REQUIRED WORK: State, as a bare number, how many lines below contain "services".

GIVEN DATA START

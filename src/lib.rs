//! Skerry
//!
//! A floating-island scene demo built on wgpu and winit: a height-gradient
//! colored island that spins, scattered grass placed by raycast, a car, a
//! moon, and a flock of procedural birds, all driven by an imgui control
//! panel.

pub mod app;
pub mod error;
pub mod gfx;
pub mod gradient;
pub mod island;
pub mod settings;
pub mod ui;
pub mod wgpu_utils;

pub use app::SkerryApp;
pub use error::SceneError;

/// Creates a default application instance
pub fn default() -> SkerryApp {
    SkerryApp::new()
}
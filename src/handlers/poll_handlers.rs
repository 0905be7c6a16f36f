use axum::{
    extract::{Path, State},
    http::StatusCode,
    response::IntoResponse,
    Json,
};
use serde::Deserialize;
use serde_json::json;

use crate::{
    auth::{AuthUser, MaybeAuthUser},
    error::Result,
    services::CreatePollRequest,
    AppState,
};

#[derive(Debug, Deserialize)]
pub struct CreatePollBody {
    pub question: String,
    pub description: Option<String>,
    pub options: Vec<String>,
}

#[derive(Debug, Deserialize)]
#[serde(rename_all = "camelCase")]
pub struct VoteBody {
    pub option_id: i64,
}

pub async fn create_poll(
    State(state): State<AppState>,
    user: AuthUser,
    Json(body): Json<CreatePollBody>,
) -> Result<impl IntoResponse> {
    let poll = state
        .poll_service
        .create_poll(
            user.id,
            CreatePollRequest {
                question: body.question,
                description: body.description,
                options: body.options,
            },
        )
        .await?;

    Ok((
        StatusCode::CREATED,
        Json(json!({
            "success": true,
            "message": "Poll created successfully",
            "poll": poll,
        })),
    ))
}

pub async fn list_polls(
    State(state): State<AppState>,
    MaybeAuthUser(user): MaybeAuthUser,
) -> Result<impl IntoResponse> {
    let polls = state
        .poll_service
        .list_polls(user.map(|u| u.id))
        .await?;

    Ok(Json(json!({ "polls": polls })))
}

pub async fn get_poll(
    State(state): State<AppState>,
    MaybeAuthUser(user): MaybeAuthUser,
    Path(poll_id): Path<i64>,
) -> Result<impl IntoResponse> {
    let poll = state
        .poll_service
        .get_poll(poll_id, user.map(|u| u.id))
        .await?;

    Ok(Json(json!({ "poll": poll })))
}

pub async fn vote(
    State(state): State<AppState>,
    user: AuthUser,
    Path(poll_id): Path<i64>,
    Json(body): Json<VoteBody>,
) -> Result<impl IntoResponse> {
    let vote = state
        .poll_service
        .cast_vote(user.id, poll_id, body.option_id)
        .await?;

    Ok((
        StatusCode::CREATED,
        Json(json!({
            "message": "Vote cast successfully",
            "vote": vote,
        })),
    ))
}

pub async fn poll_results(
    State(state): State<AppState>,
    Path(poll_id): Path<i64>,
) -> Result<impl IntoResponse> {
    let results = state.poll_service.poll_results(poll_id).await?;

    Ok(Json(json!({ "results": results })))
}

pub async fn my_polls(
    State(state): State<AppState>,
    user: AuthUser,
) -> Result<impl IntoResponse> {
    let polls = state.poll_service.my_polls(user.id).await?;

    Ok(Json(json!({ "polls": polls })))
}

pub async fn my_votes(
    State(state): State<AppState>,
    user: AuthUser,
) -> Result<impl IntoResponse> {
    let votes = state.poll_service.my_votes(user.id).await?;

    Ok(Json(json!({ "votes": votes })))
}

pub async fn delete_poll(
    State(state): State<AppState>,
    user: AuthUser,
    Path(poll_id): Path<i64>,
) -> Result<impl IntoResponse> {
    state.poll_service.delete_poll(poll_id, user.id).await?;

    Ok(Json(json!({ "message": "Poll deleted successfully" })))
}
use crate::models::User;
use crate::repositories::{RepositoryError, UserRepository};
use crate::services::email_service::{EmailError, EmailService};
use argon2::{
    password_hash::{rand_core::OsRng, PasswordHasher, SaltString},
    Argon2,
};
use rand::Rng;
use std::sync::Arc;

#[derive(Debug, thiserror::Error)]
pub enum UserServiceError {
    #[error("Name is required")]
    InvalidName,
    #[error("Valid email is required")]
    InvalidEmail,
    #[error("Password must be at least 6 characters")]
    WeakPassword,
    #[error("User already exists with this email")]
    EmailTaken,
    #[error("User not found")]
    UserNotFound,
    #[error("Email is already verified")]
    AlreadyVerified,
    #[error("Invalid verification code")]
    InvalidCode,
    #[error("Password hashing failed: {0}")]
    HashingError(String),
    #[error("Email error: {0}")]
    Email(#[from] EmailError),
    #[error("Repository error: {0}")]
    Repository(#[from] RepositoryError),
}

pub struct RegisterRequest {
    pub name: String,
    pub email: String,
    pub password: String,
}

pub struct RegisterOutcome {
    pub user: User,
    pub email_sent: bool,
}

pub struct UserService {
    repository: Arc<dyn UserRepository>,
    email_service: Arc<dyn EmailService>,
}

impl UserService {
    pub fn new(repository: Arc<dyn UserRepository>, email_service: Arc<dyn EmailService>) -> Self {
        Self {
            repository,
            email_service,
        }
    }

    /// Creates an unverified account and sends the verification code.
    /// A failed email send does not fail registration; the outcome reports it.
    pub async fn register(
        &self,
        request: RegisterRequest,
    ) -> Result<RegisterOutcome, UserServiceError> {
        self.validate_name(&request.name)?;
        self.validate_email(&request.email)?;
        self.validate_password(&request.password)?;

        let password_hash = self.hash_password(&request.password)?;
        let code = generate_verification_code();

        let user = match self
            .repository
            .create_user(&request.name, &request.email, &password_hash, &code)
            .await
        {
            Ok(user) => user,
            Err(RepositoryError::AlreadyExists) => return Err(UserServiceError::EmailTaken),
            Err(e) => return Err(UserServiceError::Repository(e)),
        };

        let email_sent = match self
            .email_service
            .send_verification_email(&user.email, &code)
            .await
        {
            Ok(()) => true,
            Err(e) => {
                tracing::warn!(
                    "Failed to send verification email to {}: {} (user was created)",
                    user.email,
                    e
                );
                false
            }
        };

        Ok(RegisterOutcome { user, email_sent })
    }

    /// Matches the submitted code against the stored one; on success marks
    /// the user verified and clears the code.
    pub async fn verify_email(&self, email: &str, code: &str) -> Result<User, UserServiceError> {
        let user = self
            .repository
            .find_by_email(email)
            .await?
            .ok_or(UserServiceError::UserNotFound)?;

        if user.is_verified {
            return Err(UserServiceError::AlreadyVerified);
        }

        if user.verification_code.as_deref() != Some(code) {
            return Err(UserServiceError::InvalidCode);
        }

        self.repository.mark_verified(email).await?;

        if let Err(e) = self.email_service.send_welcome_email(email, &user.name).await {
            tracing::warn!("Failed to send welcome email to {}: {}", email, e);
        }

        self.repository
            .find_by_email(email)
            .await?
            .ok_or(UserServiceError::UserNotFound)
    }

    /// Rotates the verification code and re-sends it.
    pub async fn resend_verification(&self, email: &str) -> Result<(), UserServiceError> {
        let user = self
            .repository
            .find_by_email(email)
            .await?
            .ok_or(UserServiceError::UserNotFound)?;

        if user.is_verified {
            return Err(UserServiceError::AlreadyVerified);
        }

        let code = generate_verification_code();
        self.repository.set_verification_code(email, &code).await?;

        self.email_service
            .send_verification_email(email, &code)
            .await?;

        Ok(())
    }

    pub async fn find_user_by_id(&self, id: i64) -> Result<Option<User>, UserServiceError> {
        Ok(self.repository.find_by_id(id).await?)
    }

    pub async fn find_user_by_email(&self, email: &str) -> Result<Option<User>, UserServiceError> {
        Ok(self.repository.find_by_email(email).await?)
    }

    pub async fn list_users(
        &self,
        limit: Option<i64>,
        offset: Option<i64>,
    ) -> Result<Vec<User>, UserServiceError> {
        Ok(self.repository.list_users(limit, offset).await?)
    }

    fn validate_name(&self, name: &str) -> Result<(), UserServiceError> {
        if name.trim().is_empty() {
            return Err(UserServiceError::InvalidName);
        }
        Ok(())
    }

    fn validate_email(&self, email: &str) -> Result<(), UserServiceError> {
        if !email.contains('@') || email.len() > 255 || email.is_empty() {
            return Err(UserServiceError::InvalidEmail);
        }
        Ok(())
    }

    fn validate_password(&self, password: &str) -> Result<(), UserServiceError> {
        if password.len() < 6 {
            return Err(UserServiceError::WeakPassword);
        }
        Ok(())
    }

    fn hash_password(&self, password: &str) -> Result<String, UserServiceError> {
        let salt = SaltString::generate(&mut OsRng);
        let argon2 = Argon2::default();
        argon2
            .hash_password(password.as_bytes(), &salt)
            .map(|hash| hash.to_string())
            .map_err(|e| UserServiceError::HashingError(e.to_string()))
    }
}

/// Random 6-digit code, zero-padding never needed since the range starts at 100000.
pub fn generate_verification_code() -> String {
    let mut rng = rand::thread_rng();
    rng.gen_range(100_000..1_000_000).to_string()
}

GIVEN DATA END

OUTPUT OF THE EXERCISE: 2